Most people know that the Church of Jesus Christ of Latter-Day Saints (the Mormon Church) is very interested in genealogy. The church has a repository for microfilmed records of all kinds—census records, birth certificates, marriage licenses, parish records, and all sorts of stuff from all over the world—in Utah called the Granite Mountain Records Vault. Some of these records now only exist as microfilm because the original records have been destroyed by fire, floods, etc.
Last year I decided to try it myself. I went to the Family Search website. Here you can search the records already “indexed” by volunteers the world over. So wherever you may be in the world you can type in an ancestor’s name and see what records are available. In mere seconds you have access to all the genealogical data available from census records to family pedigrees entered by others.
Another part of this website is devoted to “indexing”. What is indexing you might be asking? Indexing is simply typing the information found on a digital image of some microfilmed record. Once you have typed the information you have converted it into searchable data for anyone to access for free on the Family Search website.
What do you need to index? A computer, an internet connection, the ability to type, and a little time. Since you are reading this blog that means you have all four of these things!
What do you index? Well it all depends on what you choose to index. If you are doing an U.S. census record (a page completed by a census worker) you enter the census page number, the family number, given name, surname, sex (male/female), age, marital status, place born, father’s place of birth, mother’s place of birth, year of immigration. That is only eleven bits of information and half of it will auto-fill once you have entered it once.
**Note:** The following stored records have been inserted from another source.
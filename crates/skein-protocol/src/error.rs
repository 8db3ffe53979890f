//! Protocol error types

use thiserror::Error;

/// Result type for protocol operations
pub type Result<T> = std::result::Result<T, ProtocolError>;

/// Protocol errors
#[derive(Debug, Error)]
pub enum ProtocolError {
    #[error("serialization error: {0}")]
    Serialization(String),

    #[error("deserialization error: {0}")]
    Deserialization(String),

    #[error("message too large: {size} bytes (max {max})")]
    MessageTooLarge { size: usize, max: usize },

    #[error("unsupported protocol version {actual}: supported range [1, {supported}]")]
    UnsupportedVersion { actual: u16, supported: u16 },
}

impl From<postcard::Error> for ProtocolError {
    fn from(e: postcard::Error) -> Self {
        ProtocolError::Serialization(e.to_string())
    }
}

#[cfg(test)]
mod tests {
    use super::*;

    #[test]
    fn test_error_display() {
        let err = ProtocolError::MessageTooLarge {
            size: 1000,
            max: 500,
        };
        assert_eq!(err.to_string(), "message too large: 1000 bytes (max 500)");

        let err = ProtocolError::UnsupportedVersion {
            actual: 7,
            supported: 1,
        };
        assert_eq!(
            err.to_string(),
            "unsupported protocol version 7: supported range [1, 1]"
        );
    }
}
One page usually has 50 lines so you are entering between 500 and 550 bits of information.
How long does indexing take? The short answer is it depends, but the real answer is as little as 20 minutes. A batch of “beginning” records goes quickly. The page is some kind of form (a census record primarily) that has a little color prompt that migrates across the page prompting you what should be entered.
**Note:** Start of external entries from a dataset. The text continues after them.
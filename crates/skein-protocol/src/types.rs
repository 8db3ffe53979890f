//! Shared control-plane types: status model, handle and stream parameters

use serde::{Deserialize, Serialize};

/// Unique node identifier (human-readable string)
pub type NodeId = String;

/// Queue id value meaning "not yet assigned by the upstream"
pub const UNASSIGNED_QUEUE_ID: u32 = u32::MAX;

/// Substream id value meaning "not yet assigned"
pub const UNASSIGNED_SUB_QUEUE_ID: u32 = u32::MAX;

/// App id used for the default (fan-in) substream of a queue
pub const DEFAULT_APP_ID: &str = "__default";

/// Category of a control-plane status
#[derive(Debug, Clone, Copy, PartialEq, Eq, Serialize, Deserialize, Default)]
#[serde(rename_all = "snake_case")]
pub enum StatusCategory {
    /// Operation completed
    #[default]
    Success,
    /// Backpressure: a resource limit was reached upstream
    Limit,
    /// Request was canceled (deadline expired or shutdown)
    Canceled,
    /// The leader rejected the operation; fatal to the requester
    Refused,
    /// Peer does not speak the required protocol revision
    NotSupported,
    /// Queue is not assigned yet; transient
    Unassigned,
    /// No upstream is currently available; transient
    UpstreamUnavailable,
    /// Programming error detected; logged and surfaced as fatal
    Invariant,
    /// Request deadline expired in flight
    Timeout,
    /// Any other failure
    Failed,
}

/// Status carried by every control-plane response
#[derive(Debug, Clone, PartialEq, Eq, Serialize, Deserialize, Default)]
pub struct Status {
    pub category: StatusCategory,
    pub code: i32,
    pub message: String,
}

impl Status {
    /// Successful status
    pub fn success() -> Self {
        Self::default()
    }

    pub fn new(category: StatusCategory, code: i32, message: impl Into<String>) -> Self {
        Self {
            category,
            code,
            message: message.into(),
        }
    }

    pub fn is_success(&self) -> bool {
        self.category == StatusCategory::Success
    }

    /// Whether a retry may succeed without operator intervention
    pub fn is_transient(&self) -> bool {
        matches!(
            self.category,
            StatusCategory::Unassigned
                | StatusCategory::UpstreamUnavailable
                | StatusCategory::Timeout
                | StatusCategory::Canceled
        )
    }
}

impl std::fmt::Display for Status {
    fn fmt(&self, f: &mut std::fmt::Formatter<'_>) -> std::fmt::Result {
        if self.message.is_empty() {
            write!(f, "{:?} ({})", self.category, self.code)
        } else {
            write!(f, "{:?} ({}): {}", self.category, self.code, self.message)
        }
    }
}

/// Access mode flags requested for a queue handle
#[derive(Debug, Clone, Copy, PartialEq, Eq, Serialize, Deserialize, Default)]
pub struct QueueFlags {
    pub reader: bool,
    pub writer: bool,
    pub admin: bool,
}

impl QueueFlags {
    pub fn reader() -> Self {
        Self {
            reader: true,
            ..Default::default()
        }
    }

    pub fn writer() -> Self {
        Self {
            writer: true,
            ..Default::default()
        }
    }
}

/// Identity of a substream: the consumer-group view onto a queue
#[derive(Debug, Clone, PartialEq, Eq, Hash, Serialize, Deserialize)]
pub struct SubStreamInfo {
    /// Consumer-group application id
    pub app_id: String,
    /// Substream id assigned by the downstream requester
    pub sub_queue_id: u32,
}

impl Default for SubStreamInfo {
    fn default() -> Self {
        Self {
            app_id: DEFAULT_APP_ID.to_string(),
            sub_queue_id: 0,
        }
    }
}

/// Parameters describing one queue handle (counted access to a queue)
#[derive(Debug, Clone, PartialEq, Eq, Serialize, Deserialize)]
pub struct QueueHandleParameters {
    /// Canonical queue uri
    pub uri: String,
    pub flags: QueueFlags,
    pub read_count: i32,
    pub write_count: i32,
    pub admin_count: i32,
    /// Substream this handle attaches to; `None` means the default substream
    pub sub_stream: Option<SubStreamInfo>,
}

impl QueueHandleParameters {
    pub fn new(uri: impl Into<String>, flags: QueueFlags) -> Self {
        Self {
            uri: uri.into(),
            flags,
            read_count: i32::from(flags.reader),
            write_count: i32::from(flags.writer),
            admin_count: i32::from(flags.admin),
            sub_stream: None,
        }
    }

    pub fn with_sub_stream(mut self, info: SubStreamInfo) -> Self {
        self.sub_stream = Some(info);
        self
    }

    /// App id of the substream this handle attaches to
    pub fn app_id(&self) -> &str {
        self.sub_stream
            .as_ref()
            .map_or(DEFAULT_APP_ID, |s| s.app_id.as_str())
    }
}

/// Consumer stream parameters negotiated with the upstream
#[derive(Debug, Clone, PartialEq, Eq, Serialize, Deserialize)]
pub struct StreamParameters {
    pub app_id: String,
    pub sub_queue_id: u32,
    pub max_unconfirmed_messages: u64,
    pub max_unconfirmed_bytes: u64,
    pub consumer_priority: i32,
    pub consumer_priority_count: i32,
}

impl StreamParameters {
    pub fn new(app_id: impl Into<String>, sub_queue_id: u32) -> Self {
        Self {
            app_id: app_id.into(),
            sub_queue_id,
            max_unconfirmed_messages: 1024,
            max_unconfirmed_bytes: 32 * 1024 * 1024,
            consumer_priority: 1,
            consumer_priority_count: 1,
        }
    }

    /// The zero-consumer-priority form used to stop the upstream from
    /// pushing to this node during shutdown drainage.
    pub fn deconfigure(app_id: impl Into<String>, sub_queue_id: u32) -> Self {
        Self {
            app_id: app_id.into(),
            sub_queue_id,
            max_unconfirmed_messages: 0,
            max_unconfirmed_bytes: 0,
            consumer_priority: 0,
            consumer_priority_count: 0,
        }
    }

    /// True when these parameters carry no consumer interest
    pub fn is_deconfigured(&self) -> bool {
        self.consumer_priority_count == 0
    }
}

/// Routing behavior of a queue, decided by the primary and validated by
/// every downstream node on (re)open.
#[derive(Debug, Clone, Copy, PartialEq, Eq, Serialize, Deserialize, Default)]
pub struct RoutingConfiguration {
    pub flags: u64,
}

impl RoutingConfiguration {
    pub const AT_MOST_ONCE: u64 = 1 << 0;
    pub const DELIVER_CONSUMER_PRIORITY: u64 = 1 << 1;

    pub fn at_most_once(&self) -> bool {
        self.flags & Self::AT_MOST_ONCE != 0
    }

    pub fn deliver_consumer_priority(&self) -> bool {
        self.flags & Self::DELIVER_CONSUMER_PRIORITY != 0
    }
}

#[cfg(test)]
mod tests {
    use super::*;

    #[test]
    fn test_status_classification() {
        assert!(Status::success().is_success());
        assert!(Status::new(StatusCategory::Timeout, 0, "").is_transient());
        assert!(Status::new(StatusCategory::Unassigned, 0, "").is_transient());
        assert!(!Status::new(StatusCategory::Refused, -1, "rejected").is_transient());
        assert!(!Status::new(StatusCategory::Limit, 0, "").is_transient());
    }

    #[test]
    fn test_handle_parameters_counts() {
        let params = QueueHandleParameters::new("skein://acme/orders", QueueFlags::reader());
        assert_eq!(params.read_count, 1);
        assert_eq!(params.write_count, 0);
        assert_eq!(params.app_id(), DEFAULT_APP_ID);

        let params = params.with_sub_stream(SubStreamInfo {
            app_id: "billing".into(),
            sub_queue_id: 3,
        });
        assert_eq!(params.app_id(), "billing");
    }

    #[test]
    fn test_deconfigure_parameters() {
        let params = StreamParameters::deconfigure("billing", 3);
        assert!(params.is_deconfigured());
        assert_eq!(params.consumer_priority, 0);
        assert_eq!(params.max_unconfirmed_messages, 0);

        assert!(!StreamParameters::new("billing", 3).is_deconfigured());
    }

    #[test]
    fn test_routing_configuration_flags() {
        let mut cfg = RoutingConfiguration::default();
        assert!(!cfg.at_most_once());
        cfg.flags |= RoutingConfiguration::AT_MOST_ONCE;
        assert!(cfg.at_most_once());
        assert!(!cfg.deliver_consumer_priority());
    }
}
I opened my indexing account on August 23, 2009. Since then I have indexed 6,153 records. Yes, it keeps track of every record I have indexed! I do it when I have time. You download a “batch” and have a week to return it. I find once I start I keep going. And when I go several months without doing anything no one is bugging me about it.
So what does this mean for you? Well, there are billions of records that need indexing. There is a goal to index 220 million records this year! That is right in a year’s time. I am getting updated on the progress through the website and so far that goal can’t be reached without more people like me giving up a little time to volunteer.
Sign up and find out how fun entering information from a census record from 1930 can be. You may find yourself wandering the halls of a tenement building New York entering the last names of people starting with O’ or Mc. You might find yourself wandering a dusty road in Georgia entering the names of cotton and tobacco farmers whose only contact with a non-family member may have been the census worker who walked up to their doorstep on that hot, muggy day.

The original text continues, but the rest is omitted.